Carmela Troncoso: named one of 2020s global top young tech leaders
Carmela Troncoso, head of the Security and Privacy Engineering Lab (SPRING) in EPFL’s School of Computer and Communication Sciences (IC), helped lead the push to build the Decentralized Privacy-Preserving Proximity Tracing system (DP-3T), now used in COVID-19 tracing apps around the world. She’s just joined the ranks of Fortune Magazine’s prestigious 40 Under 40.
“Data is the new oil and, just like with oil, in the past year we have seen a decay in the data revolution because of all the problems arising from data driven technologies.” That’s a recent reflection from Carmela in a year of monumental change, a year in which humanity has faced its biggest challenge so far this century – the COVID-19 pandemic.
As a result, for much of 2020 Carmela has led the development of DP-3T, a proximity-tracing protocol in which data is stored on individual mobile phones, rather than centrally, which is considered a better guarantee of personal privacy. The protocol has made its way into the operating systems iOS and Android, and is the basis for SwissCovid. Earlier this year she told the magazine Schweizer Illustrierte that, “the technological and social challenges [around the protection of privacy in IT systems] give me sleepless nights."
Carmela’s pioneering work on building secure and privacy-preserving systems, and its impact on the operating systems running on billions of phones worldwide, has brought her to the attention of the prestigious magazine Fortune that, for the past two decades, has published its annual 40 Under 40 list, naming those aged 40 and under that it considers to be the most influential young leaders for the year.

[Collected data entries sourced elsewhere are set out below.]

//! Primary-key audit over written artifacts
//!
//! Each check is a `SELECT` returning violating rows; a check passes when it
//! returns none.

use pl_core::sql_utils::quote_ident;
use pl_core::{ColumnType, TableSpec};
use pl_db::{parquet_scan, Database};
use std::fmt;
use std::path::Path;

/// Kind of key check
#[derive(Debug, Clone, Copy, PartialEq, Eq)]
pub enum CheckKind {
    Unique,
    NotNull,
    /// Text keys must not be the empty string
    NotEmpty,
}

impl fmt::Display for CheckKind {
    fn fmt(&self, f: &mut fmt::Formatter<'_>) -> fmt::Result {
        match self {
            CheckKind::Unique => write!(f, "unique"),
            CheckKind::NotNull => write!(f, "not_null"),
            CheckKind::NotEmpty => write!(f, "not_empty"),
        }
    }
}

/// A generated audit query
#[derive(Debug, Clone)]
pub struct AuditCheck {
    pub table: &'static str,
    pub column: &'static str,
    pub kind: CheckKind,
    pub sql: String,
}

impl AuditCheck {
    pub fn name(&self) -> String {
        format!("{}_{}_{}", self.kind, self.table, self.column)
    }
}

/// Result of one executed check
#[derive(Debug, Clone)]
pub struct AuditResult {
    pub check: AuditCheck,
    pub failure_count: usize,
    pub error: Option<String>,
}

impl AuditResult {
    pub fn passed(&self) -> bool {
        self.failure_count == 0 && self.error.is_none()
    }
}

/// Rows with a duplicated key
pub fn generate_unique_check(source: &str, column: &str) -> String {
    let qc = quote_ident(column);
    format!("SELECT {qc}, COUNT(*) as cnt\nFROM {source}\nGROUP BY {qc}\nHAVING COUNT(*) > 1")
}

/// Rows with a NULL key
pub fn generate_not_null_check(source: &str, column: &str) -> String {
    format!("SELECT * FROM {} WHERE {} IS NULL", source, quote_ident(column))
}

/// Rows with an empty text key
pub fn generate_not_empty_check(source: &str, column: &str) -> String {
    format!("SELECT * FROM {} WHERE {} = ''", source, quote_ident(column))
}

/// Key checks for one table whose artifact lives at `path`
pub fn checks_for(spec: &'static TableSpec, path: &Path) -> Vec<AuditCheck> {
    let source = parquet_scan(path);
    let key = spec.primary_key;
    let text_key = spec
        .columns
        .iter()
        .any(|c| c.name == key && c.ty == ColumnType::Varchar);

    let mut checks = vec![
        AuditCheck {
            table: spec.name,
            column: key,
            kind: CheckKind::Unique,
            sql: generate_unique_check(&source, key),
        },
        AuditCheck {
            table: spec.name,
            column: key,
            kind: CheckKind::NotNull,
            sql: generate_not_null_check(&source, key),
        },
    ];
    if text_key {
        checks.push(AuditCheck {
            table: spec.name,
            column: key,
            kind: CheckKind::NotEmpty,
            sql: generate_not_empty_check(&source, key),
        });
    }
    checks
}

/// Run every check, collecting failures rather than stopping at the first
pub async fn run_checks(db: &dyn Database, checks: Vec<AuditCheck>) -> Vec<AuditResult> {
    let mut results = Vec::with_capacity(checks.len());
    for check in checks {
        let result = match db.query_count(&check.sql).await {
            Ok(failure_count) => AuditResult {
                check,
                failure_count,
                error: None,
            },
            Err(e) => AuditResult {
                check,
                failure_count: 0,
                error: Some(e.to_string()),
            },
        };
        log::debug!(
            "audit {}: {} violating rows",
            result.check.name(),
            result.failure_count
        );
        results.push(result);
    }
    results
}

#[cfg(test)]
#[path = "audit_test.rs"]
mod tests;
//! Key-level deduplication with an explicit conflict policy

use crate::error::{CoreError, CoreResult};
use serde::{Deserialize, Serialize};
use std::collections::hash_map::Entry;
use std::collections::HashMap;
use std::fmt::Display;
use std::hash::Hash;

/// Which row survives when two rows share a key
#[derive(Debug, Clone, Copy, PartialEq, Eq, Default, Serialize, Deserialize)]
#[serde(rename_all = "snake_case")]
pub enum ConflictPolicy {
    /// Keep the first row seen for a key
    #[default]
    First,
    /// Keep the last row seen for a key
    Last,
    /// Fail when rows for the same key disagree
    Reject,
}

/// Rows left after deduplication, in order of first appearance of each key
#[derive(Debug, Clone, PartialEq)]
pub struct Deduplicated<R> {
    pub rows: Vec<R>,
    /// Input rows that were folded into an earlier row with the same key
    pub collapsed: usize,
}

/// Deduplicate `(key, row)` pairs so each key appears once.
///
/// Exact duplicates collapse under every policy; `Reject` only fails when a
/// later row for a key differs from the one already kept.
pub fn dedup_by_key<K, R>(
    table: &str,
    rows: impl IntoIterator<Item = (K, R)>,
    policy: ConflictPolicy,
) -> CoreResult<Deduplicated<R>>
where
    K: Eq + Hash + Display,
    R: PartialEq,
{
    let mut positions: HashMap<K, usize> = HashMap::new();
    let mut kept: Vec<R> = Vec::new();
    let mut collapsed = 0;

    for (key, row) in rows {
        match positions.entry(key) {
            Entry::Vacant(slot) => {
                slot.insert(kept.len());
                kept.push(row);
            }
            Entry::Occupied(slot) => {
                collapsed += 1;
                let existing = &mut kept[*slot.get()];
                if *existing == row {
                    continue;
                }
                match policy {
                    ConflictPolicy::First => {}
                    ConflictPolicy::Last => *existing = row,
                    ConflictPolicy::Reject => {
                        return Err(CoreError::KeyConflict {
                            table: table.to_string(),
                            key: slot.key().to_string(),
                        });
                    }
                }
            }
        }
    }

    Ok(Deduplicated {
        rows: kept,
        collapsed,
    })
}

#[cfg(test)]
#[path = "dedup_test.rs"]
mod tests;
//! Tracing setup for the CLI. Logs go to stderr so stdout stays parseable.

use tracing_subscriber::{fmt, layer::SubscriberExt, util::SubscriberInitExt, EnvFilter};

/// Initialize the logging system.
///
/// `verbosity` maps 0=error, 1=warn, 2=info, 3=debug, 4+=trace. `RUST_LOG`
/// overrides it when set.
pub fn init_logging(verbosity: u8) -> Result<(), Box<dyn std::error::Error>> {
    let level = match verbosity {
        0 => "error",
        1 => "warn",
        2 => "info",
        3 => "debug",
        _ => "trace",
    };

    let filter = EnvFilter::try_from_default_env().unwrap_or_else(|_| {
        EnvFilter::new(format!(
            "betterrest={level},betterrest_cli={level},betterrest_core={level}"
        ))
    });

    tracing_subscriber::registry()
        .with(filter)
        .with(
            fmt::layer()
                .with_writer(std::io::stderr)
                .with_target(verbosity >= 3)
                .with_file(verbosity >= 3)
                .with_line_number(verbosity >= 3),
        )
        .try_init()?;
    Ok(())
}
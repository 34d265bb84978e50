//! Form inputs for a bedtime calculation.
//!
//! Each type validates on construction so that the presentation layer can
//! reject bad input before the estimator is ever called:
//! - [`WakeTime`]: hour and minute of the desired wake-up
//! - [`SleepAmount`]: desired sleep in hours, 2..=12 in quarter-hour steps
//! - [`CoffeeIntake`]: cups of coffee per day, 0..=20

use chrono::{NaiveTime, Timelike};
use serde::{Deserialize, Serialize};
use std::fmt;
use std::str::FromStr;

use crate::error::ValidationError;

/// Desired wake-up time of day. Only hour and minute are kept.
#[derive(Debug, Clone, Copy, PartialEq, Eq, PartialOrd, Ord, Hash, Serialize, Deserialize)]
#[serde(try_from = "String", into = "String")]
pub struct WakeTime(NaiveTime);

impl WakeTime {
    pub const DEFAULT_HOUR: u32 = 7;
    pub const DEFAULT_MINUTE: u32 = 0;

    /// Build a wake time from hour (0-23) and minute (0-59).
    pub fn from_hm(hour: u32, minute: u32) -> Result<Self, ValidationError> {
        NaiveTime::from_hms_opt(hour, minute, 0)
            .map(Self)
            .ok_or_else(|| ValidationError::InvalidTime(format!("{hour:02}:{minute:02}")))
    }

    /// Parse `HH:MM` (24-hour clock).
    pub fn parse(value: &str) -> Result<Self, ValidationError> {
        NaiveTime::parse_from_str(value.trim(), "%H:%M")
            .map(Self)
            .map_err(|_| ValidationError::InvalidTime(value.to_string()))
    }

    pub fn hour(&self) -> u32 {
        self.0.hour()
    }

    pub fn minute(&self) -> u32 {
        self.0.minute()
    }

    /// Seconds elapsed since midnight: `hour * 3600 + minute * 60`.
    pub fn seconds_since_midnight(&self) -> i64 {
        i64::from(self.hour()) * 3600 + i64::from(self.minute()) * 60
    }

    pub fn as_naive_time(&self) -> NaiveTime {
        self.0
    }
}

impl Default for WakeTime {
    fn default() -> Self {
        Self(
            NaiveTime::from_hms_opt(Self::DEFAULT_HOUR, Self::DEFAULT_MINUTE, 0)
                .unwrap_or(NaiveTime::MIN),
        )
    }
}

impl From<NaiveTime> for WakeTime {
    fn from(time: NaiveTime) -> Self {
        // Drop seconds: the wake time is an hour/minute pick.
        Self(time.with_second(0).and_then(|t| t.with_nanosecond(0)).unwrap_or(time))
    }
}

impl FromStr for WakeTime {
    type Err = ValidationError;

    fn from_str(s: &str) -> Result<Self, Self::Err> {
        Self::parse(s)
    }
}

impl TryFrom<String> for WakeTime {
    type Error = ValidationError;

    fn try_from(value: String) -> Result<Self, Self::Error> {
        Self::parse(&value)
    }
}

impl From<WakeTime> for String {
    fn from(value: WakeTime) -> Self {
        value.to_string()
    }
}

impl fmt::Display for WakeTime {
    fn fmt(&self, f: &mut fmt::Formatter<'_>) -> fmt::Result {
        write!(f, "{}", self.0.format("%H:%M"))
    }
}

/// Desired amount of sleep in hours.
#[derive(Debug, Clone, Copy, PartialEq, PartialOrd, Serialize, Deserialize)]
#[serde(try_from = "f64", into = "f64")]
pub struct SleepAmount(f64);

impl SleepAmount {
    pub const MIN_HOURS: f64 = 2.0;
    pub const MAX_HOURS: f64 = 12.0;
    pub const STEP_HOURS: f64 = 0.25;
    pub const DEFAULT_HOURS: f64 = 8.0;

    pub fn new(hours: f64) -> Result<Self, ValidationError> {
        if !hours.is_finite() || !(Self::MIN_HOURS..=Self::MAX_HOURS).contains(&hours) {
            return Err(ValidationError::SleepOutOfRange {
                hours,
                min: Self::MIN_HOURS,
                max: Self::MAX_HOURS,
            });
        }
        if (hours / Self::STEP_HOURS).fract() != 0.0 {
            return Err(ValidationError::SleepOffStep {
                hours,
                step: Self::STEP_HOURS,
            });
        }
        Ok(Self(hours))
    }

    pub fn hours(&self) -> f64 {
        self.0
    }
}

impl Default for SleepAmount {
    fn default() -> Self {
        Self(Self::DEFAULT_HOURS)
    }
}

impl TryFrom<f64> for SleepAmount {
    type Error = ValidationError;

    fn try_from(value: f64) -> Result<Self, Self::Error> {
        Self::new(value)
    }
}

impl From<SleepAmount> for f64 {
    fn from(value: SleepAmount) -> Self {
        value.0
    }
}

impl FromStr for SleepAmount {
    type Err = ValidationError;

    fn from_str(s: &str) -> Result<Self, Self::Err> {
        let hours = s.trim().parse::<f64>().map_err(|_| ValidationError::InvalidValue {
            field: "sleep_amount".into(),
            message: format!("'{s}' is not a number"),
        })?;
        Self::new(hours)
    }
}

impl fmt::Display for SleepAmount {
    fn fmt(&self, f: &mut fmt::Formatter<'_>) -> fmt::Result {
        write!(f, "{} hours", self.0)
    }
}

/// Daily coffee intake in cups.
#[derive(Debug, Clone, Copy, PartialEq, Eq, PartialOrd, Ord, Hash, Serialize, Deserialize)]
#[serde(try_from = "u32", into = "u32")]
pub struct CoffeeIntake(u32);

impl CoffeeIntake {
    pub const MAX_CUPS: u32 = 20;
    pub const DEFAULT_CUPS: u32 = 2;

    pub fn new(cups: u32) -> Result<Self, ValidationError> {
        if cups > Self::MAX_CUPS {
            return Err(ValidationError::CoffeeOutOfRange {
                cups,
                max: Self::MAX_CUPS,
            });
        }
        Ok(Self(cups))
    }

    pub fn cups(&self) -> u32 {
        self.0
    }
}

impl Default for CoffeeIntake {
    fn default() -> Self {
        Self(Self::DEFAULT_CUPS)
    }
}

impl TryFrom<u32> for CoffeeIntake {
    type Error = ValidationError;

    fn try_from(value: u32) -> Result<Self, Self::Error> {
        Self::new(value)
    }
}

impl From<CoffeeIntake> for u32 {
    fn from(value: CoffeeIntake) -> Self {
        value.0
    }
}

impl FromStr for CoffeeIntake {
    type Err = ValidationError;

    fn from_str(s: &str) -> Result<Self, Self::Err> {
        let cups = s.trim().parse::<u32>().map_err(|_| ValidationError::InvalidValue {
            field: "coffee_intake".into(),
            message: format!("'{s}' is not a whole number of cups"),
        })?;
        Self::new(cups)
    }
}

impl fmt::Display for CoffeeIntake {
    fn fmt(&self, f: &mut fmt::Formatter<'_>) -> fmt::Result {
        if self.0 == 1 {
            write!(f, "1 cup")
        } else {
            write!(f, "{} cups", self.0)
        }
    }
}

This year, to reflect the transformation of the world, and to feature the people doing much of the work that has been critical in the face of a global pandemic, Fortune moved away from one, single list, instead highlighting its top 40 influential people in five categories: finance, technology, healthcare, government and politics, and media and entertainment.
Carmela hopes to use the platform that being on Fortune’s 40 Under 40 will bring to continue to highlight her lab’s work on mitigating the impacts of technology on society, whether these are deliberate or unintended.
And, she believes the uptake of DP-3T in COVID-19 tracing apps, and her inclusion on the list, already mark an important turning point, “when the pandemic came, the solutions that helped people continue to have personal and professional lives were not data-driven. They were systems like Zoom, Whatsapp, Netflix and other similar platforms. The SwissCovid tracing app is also purely a systems solution, it has no data. For the first time we have governments that have gone for data-less solutions and the fact that Fortune has recognized this paradigm change is key for privacy.”